◆ **Try it**: State the number of lines below in which the word "Reader" appears. Nothing else belongs in the answer.

[Stored data]
//! Transaction model, raw decoding, and serialization.

use std::{fmt, str::FromStr};

use serde::{de, Deserialize, Deserializer, Serialize, Serializer};
use thiserror::Error;

use crate::hashes::sha256d;

#[derive(Clone, Debug, Eq, PartialEq, Error)]
pub enum DecodeError {
    #[error("invalid transaction hex")]
    InvalidHex,
    #[error("transaction data ended unexpectedly")]
    OutOfBounds,
    #[error("trailing bytes after transaction")]
    TrailingData,
}

/// A transaction id, held in display byte order (the reverse of the wire
/// order the hash is computed in). `Ord` therefore matches the ordering of
/// the familiar hex string.
#[derive(Copy, Clone, Eq, PartialEq, Ord, PartialOrd, Hash)]
pub struct Txid([u8; 32]);

impl Txid {
    pub fn from_display_bytes(bytes: [u8; 32]) -> Self {
        Self(bytes)
    }

    /// From the byte order transactions serialize prevout references in.
    pub fn from_wire_bytes(mut bytes: [u8; 32]) -> Self {
        bytes.reverse();
        Self(bytes)
    }

    pub fn to_wire_bytes(self) -> [u8; 32] {
        let mut bytes = self.0;
        bytes.reverse();
        bytes
    }

    pub fn as_bytes(&self) -> &[u8; 32] {
        &self.0
    }
}

impl fmt::Display for Txid {
    fn fmt(&self, f: &mut fmt::Formatter<'_>) -> fmt::Result {
        f.write_str(&hex::encode(self.0))
    }
}

impl fmt::Debug for Txid {
    fn fmt(&self, f: &mut fmt::Formatter<'_>) -> fmt::Result {
        write!(f, "Txid({self})")
    }
}

impl FromStr for Txid {
    type Err = DecodeError;

    fn from_str(s: &str) -> Result<Self, Self::Err> {
        let bytes = hex::decode(s).map_err(|_| DecodeError::InvalidHex)?;
        let bytes: [u8; 32] = bytes.try_into().map_err(|_| DecodeError::InvalidHex)?;
        Ok(Self(bytes))
    }
}

impl Serialize for Txid {
    fn serialize<S: Serializer>(&self, serializer: S) -> Result<S::Ok, S::Error> {
        serializer.serialize_str(&self.to_string())
    }
}

impl<'de> Deserialize<'de> for Txid {
    fn deserialize<D: Deserializer<'de>>(deserializer: D) -> Result<Self, D::Error> {
        let s = String::deserialize(deserializer)?;
        Self::from_str(&s).map_err(de::Error::custom)
    }
}

#[derive(Clone, Debug, Eq, PartialEq)]
pub struct TxIn {
    pub prev_txid: Txid,
    pub vout: u32,
    pub script_sig: Vec<u8>,
    pub sequence: u32,
    /// Witness stack; empty for non-segwit inputs.
    pub witness: Vec<Vec<u8>>,
}

#[derive(Clone, Debug, Eq, PartialEq)]
pub struct TxOut {
    pub value: u64,
    pub script_pubkey: Vec<u8>,
}

#[derive(Clone, Debug, Eq, PartialEq)]
pub struct Transaction {
    pub version: i32,
    pub inputs: Vec<TxIn>,
    pub outputs: Vec<TxOut>,
    pub locktime: u32,
}

impl Transaction {
    /// Decode a raw transaction from hex.
    pub fn decode_hex(s: &str) -> Result<Self, DecodeError> {
        let bytes = hex::decode(s.trim()).map_err(|_| DecodeError::InvalidHex)?;
        Self::decode(&bytes)
    }

    /// Decode a raw transaction, segwit marker/flag aware.
    pub fn decode(bytes: &[u8]) -> Result<Self, DecodeError> {
        let mut r = Reader::new(bytes);

        let version = r.read_u32_le()? as i32;

        // A segwit tx puts `marker=0x00 flag=0x01` between version and the
        // input count. A zero input count is not a valid legacy tx, so a
        // leading zero byte reliably signals the marker.
        let mut segwit = false;
        if r.peek()? == 0x00 {
            r.read_u8()?;
            if r.read_u8()? != 0x01 {
                return Err(DecodeError::InvalidHex);
            }
            segwit = true;
        }

        let vin_count = r.read_varint()?;
        let mut inputs = Vec::with_capacity(usize_from(vin_count)?);
        for _ in 0..vin_count {
            let prev = r.read_array::<32>()?;
            let prev_txid = Txid::from_wire_bytes(prev);
            let vout = r.read_u32_le()?;
            let script_len = r.read_varint()?;
            let script_sig = r.read_exact(usize_from(script_len)?)?.to_vec();
            let sequence = r.read_u32_le()?;
            inputs.push(TxIn {
                prev_txid,
                vout,
                script_sig,
                sequence,
                witness: Vec::new(),
            });
        }

        let vout_count = r.read_varint()?;
        let mut outputs = Vec::with_capacity(usize_from(vout_count)?);
        for _ in 0..vout_count {
            let value = r.read_u64_le()?;
            let script_len = r.read_varint()?;
            let script_pubkey = r.read_exact(usize_from(script_len)?)?.to_vec();
            outputs.push(TxOut {
                value,
                script_pubkey,
            });
        }

        if segwit {
            for input in &mut inputs {
                let item_count = r.read_varint()?;
                let mut witness = Vec::with_capacity(usize_from(item_count)?);
                for _ in 0..item_count {
                    let item_len = r.read_varint()?;
                    witness.push(r.read_exact(usize_from(item_len)?)?.to_vec());
                }
                input.witness = witness;
            }
        }

        let locktime = r.read_u32_le()?;

        if !r.is_empty() {
            return Err(DecodeError::TrailingData);
        }

        Ok(Self {
            version,
            inputs,
            outputs,
            locktime,
        })
    }

    /// Full serialization; includes the witness section iff any input carries
    /// a witness.
    pub fn serialize(&self) -> Vec<u8> {
        self.serialize_inner(self.has_witness())
    }

    /// Witness-stripped serialization; this is what the txid commits to.
    pub fn serialize_base(&self) -> Vec<u8> {
        self.serialize_inner(false)
    }

    pub fn has_witness(&self) -> bool {
        self.inputs.iter().any(|input| !input.witness.is_empty())
    }

    fn serialize_inner(&self, witness: bool) -> Vec<u8> {
        let mut out = Vec::with_capacity(256);
        out.extend_from_slice(&(self.version as u32).to_le_bytes());

        if witness {
            out.push(0x00);
            out.push(0x01);
        }

        write_varint(&mut out, self.inputs.len() as u64);
        for input in &self.inputs {
            out.extend_from_slice(&input.prev_txid.to_wire_bytes());
            out.extend_from_slice(&input.vout.to_le_bytes());
            write_varint(&mut out, input.script_sig.len() as u64);
            out.extend_from_slice(&input.script_sig);
            out.extend_from_slice(&input.sequence.to_le_bytes());
        }

        write_varint(&mut out, self.outputs.len() as u64);
        for output in &self.outputs {
            out.extend_from_slice(&output.value.to_le_bytes());
            write_varint(&mut out, output.script_pubkey.len() as u64);
            out.extend_from_slice(&output.script_pubkey);
        }

        if witness {
            for input in &self.inputs {
                write_varint(&mut out, input.witness.len() as u64);
                for item in &input.witness {
                    write_varint(&mut out, item.len() as u64);
                    out.extend_from_slice(item);
                }
            }
        }

        out.extend_from_slice(&self.locktime.to_le_bytes());
        out
    }

    pub fn txid(&self) -> Txid {
        Txid::from_wire_bytes(sha256d(&self.serialize_base()))
    }

    /// BIP141 weight: base size counts four times, witness bytes once.
    pub fn weight(&self) -> usize {
        let base = self.serialize_base().len();
        let total = self.serialize().len();
        base * 3 + total
    }

    /// Virtual size: weight / 4, rounded up.
    pub fn vsize(&self) -> u64 {
        (self.weight() as u64 + 3) / 4
    }

    /// Sum of output values, in sats.
    pub fn total_out(&self) -> u64 {
        self.outputs.iter().map(|o| o.value).sum()
    }
}

fn usize_from(value: u64) -> Result<usize, DecodeError> {
    usize::try_from(value).map_err(|_| DecodeError::OutOfBounds)
}

pub(crate) fn write_varint(out: &mut Vec<u8>, value: u64) {
    match value {
        0..=0xfc => out.push(value as u8),
        0xfd..=0xffff => {
            out.push(0xfd);
            out.extend_from_slice(&(value as u16).to_le_bytes());
        }
        0x1_0000..=0xffff_ffff => {
            out.push(0xfe);
            out.extend_from_slice(&(value as u32).to_le_bytes());
        }
        _ => {
            out.push(0xff);
            out.extend_from_slice(&value.to_le_bytes());
        }
    }
}

struct Reader<'a> {
    buf: &'a [u8],
    pos: usize,
}

impl<'a> Reader<'a> {
    fn new(buf: &'a [u8]) -> Self {
        Self { buf, pos: 0 }
    }

    fn is_empty(&self) -> bool {
        self.pos == self.buf.len()
    }

    fn peek(&self) -> Result<u8, DecodeError> {
        self.buf.get(self.pos).copied().ok_or(DecodeError::OutOfBounds)
    }

    fn read_exact(&mut self, len: usize) -> Result<&'a [u8], DecodeError> {
        let end = self.pos.checked_add(len).ok_or(DecodeError::OutOfBounds)?;
        let slice = self.buf.get(self.pos..end).ok_or(DecodeError::OutOfBounds)?;
        self.pos = end;
        Ok(slice)
    }

    fn read_array<const N: usize>(&mut self) -> Result<[u8; N], DecodeError> {
        let slice = self.read_exact(N)?;
        Ok(slice.try_into().expect("read_exact returned N bytes"))
    }

    fn read_u8(&mut self) -> Result<u8, DecodeError> {
        Ok(self.read_array::<1>()?[0])
    }

    fn read_u32_le(&mut self) -> Result<u32, DecodeError> {
        Ok(u32::from_le_bytes(self.read_array()?))
    }

    fn read_u64_le(&mut self) -> Result<u64, DecodeError> {
        Ok(u64::from_le_bytes(self.read_array()?))
    }

    fn read_varint(&mut self) -> Result<u64, DecodeError> {
        let first = self.read_u8()?;
        match first {
            0xfd => Ok(u64::from(u16::from_le_bytes(self.read_array()?))),
            0xfe => Ok(u64::from(u32::from_le_bytes(self.read_array()?))),
            0xff => Ok(u64::from_le_bytes(self.read_array()?)),
            byte => Ok(u64::from(byte)),
        }
    }
}

#[cfg(test)]
mod test {
    use super::*;

    /// The first bitcoin-to-bitcoin transfer ever made, from block 170.
    const BLOCK_170_TX: &str = "0100000001c997a5e56e104102fa209c6a852dd90660a20b2d9c352423edce25857fcd3704000000004847304402204e45e16932b8af514961a1d3a1a25fd095e186f10288024700d86302dbcf8701022018152f28925b620249f22f22f30cd2241d4a377cd66b25c2b1d9dd4cd1f1dcae01ffffffff0200ca9a3b00000000434104ae1a62fe09c5f51b13905f07f06b99a2f7159b2225f374cd378d71302fa28414e7aab37397f554a7df5f142c21c1b7303b8a0626f1baded5c72a704f7e6cd84cac00286bee0000000043410411db93e1dcdb8a016b49840f8c53bc1eb68a382e97b1482ecad7b148a6909a5cb2e0eaddfb84ccf9744464f82e160bfa9b8b64f9d4c03f999b8643f656b412a3ac00000000";

    /// The BIP143 "native P2WPKH" example, fully signed.
    const BIP143_SIGNED_TX: &str = "01000000000102fff7f7881a8099afa6940d42d1e7f6362bec38171ea3edf433541db4e4ad969f00000000494830450221008b9d1dc26ba6a9cb62127b02742fa9d754cd3bebf337f7a55d114c8e5cdd30be022040529b194ba3f9281a99f2b1c0a19c0489bc22ede944ccf4ecbab4cc618ef3ed01eeffffffef51e1b804cc89d182d279655c3aa89e815b1b309fe287d9b2b55d57b90ec68a0100000000ffffffff02202cb206000000001976a9148280b37df378db99f66f85c95a783a76ac7a6d5988ac9093510d000000001976a9143bde42dbee7e4dbe6a21b2d50ce2f0167faa815988ac000247304402203609e17b84f6a7d30c80bfa610b5b4542f32a8a0d5447a12fb1366d7f01cc44a0220573a954c4518331561406f90300e8f3358f51928d43c212a8caed02de67eebee0121025476c2e83188368da1ff3e292e7acafcdb3566bb0ad253f62fc70f07aeee635711000000";

    #[test]
    fn decode_legacy_tx() {
        let tx = Transaction::decode_hex(BLOCK_170_TX).unwrap();
        assert_eq!(tx.version, 1);
        assert_eq!(tx.locktime, 0);

        assert_eq!(tx.inputs.len(), 1);
        let input = &tx.inputs[0];
        assert_eq!(
            input.prev_txid.to_string(),
            "0437cd7f8525ceed2324359c2d0ba26006d92d856a9c20fa0241106ee5a597c9",
        );
        assert_eq!(input.vout, 0);
        assert_eq!(input.sequence, 0xffff_ffff);
        assert!(input.witness.is_empty());

        assert_eq!(tx.outputs.len(), 2);
        assert_eq!(tx.outputs[0].value, 10_0000_0000);
        assert_eq!(tx.outputs[1].value, 40_0000_0000);

        assert_eq!(
            tx.txid().to_string(),
            "f4184fc596403b9d638783cf57adfe4c75c605f6356fbc91338530e9831e9e16",
        );
    }

    #[test]
    fn legacy_tx_reencodes_byte_for_byte() {
        let raw = hex::decode(BLOCK_170_TX).unwrap();
        let tx = Transaction::decode(&raw).unwrap();
        assert_eq!(tx.serialize(), raw);
    }

    #[test]
    fn decode_segwit_tx() {
        let tx = Transaction::decode_hex(BIP143_SIGNED_TX).unwrap();
        assert_eq!(tx.version, 1);
        assert_eq!(tx.locktime, 17);
        assert_eq!(tx.inputs.len(), 2);

        // First input is legacy-signed: no witness.
        assert!(tx.inputs[0].witness.is_empty());
        assert_eq!(tx.inputs[0].sequence, 0xffff_ffee);

        // Second input is the native P2WPKH spend: [signature, pubkey].
        let witness = &tx.inputs[1].witness;
        assert_eq!(witness.len(), 2);
        assert_eq!(witness[0].len(), 71);
        assert_eq!(witness[1].len(), 33);
        assert!(tx.inputs[1].script_sig.is_empty());

        assert_eq!(tx.outputs.len(), 2);
        assert_eq!(tx.outputs[0].value, 112_340_000);
        assert_eq!(tx.outputs[1].value, 223_450_000);
    }

    #[test]
    fn segwit_tx_reencodes_byte_for_byte() {
        let raw = hex::decode(BIP143_SIGNED_TX).unwrap();
        let tx = Transaction::decode(&raw).unwrap();
        assert!(tx.has_witness());
        assert_eq!(tx.serialize(), raw);

        // The witness-stripped encoding is strictly shorter and changes the
        // length but not the txid inputs commit to.
        assert!(tx.serialize_base().len() < raw.len());
    }

    #[test]
    fn truncated_input_fails() {
        let raw = hex::decode(BLOCK_170_TX).unwrap();
        for cut in [0, 3, 4, 40, raw.len() - 1] {
            assert_eq!(
                Transaction::decode(&raw[..cut]),
                Err(DecodeError::OutOfBounds),
            );
        }
    }

    #[test]
    fn trailing_garbage_fails() {
        let mut raw = hex::decode(BLOCK_170_TX).unwrap();
        raw.push(0x00);
        assert_eq!(Transaction::decode(&raw), Err(DecodeError::TrailingData));
    }

    #[test]
    fn non_hex_fails() {
        assert_eq!(
            Transaction::decode_hex("zzzz"),
            Err(DecodeError::InvalidHex),
        );
    }

    #[test]
    fn varint_boundaries_roundtrip() {
        for value in [0_u64, 0xfc, 0xfd, 0xffff, 0x1_0000, 0xffff_ffff, 0x1_0000_0000] {
            let mut buf = Vec::new();
            write_varint(&mut buf, value);
            let mut r = Reader::new(&buf);
            assert_eq!(r.read_varint().unwrap(), value);
            assert!(r.is_empty());
        }
    }

    #[test]
    fn txid_display_order_and_parse() {
        let txid = Txid::from_str(
            "f4184fc596403b9d638783cf57adfe4c75c605f6356fbc91338530e9831e9e16",
        )
        .unwrap();
        assert_eq!(txid.to_wire_bytes()[0], 0x16);
        assert_eq!(
            serde_json::to_string(&txid).unwrap(),
            "\"f4184fc596403b9d638783cf57adfe4c75c605f6356fbc91338530e9831e9e16\"",
        );
        let back: Txid = serde_json::from_str(
            "\"f4184fc596403b9d638783cf57adfe4c75c605f6356fbc91338530e9831e9e16\"",
        )
        .unwrap();
        assert_eq!(back, txid);
    }
}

◆ **Exercise response**: 4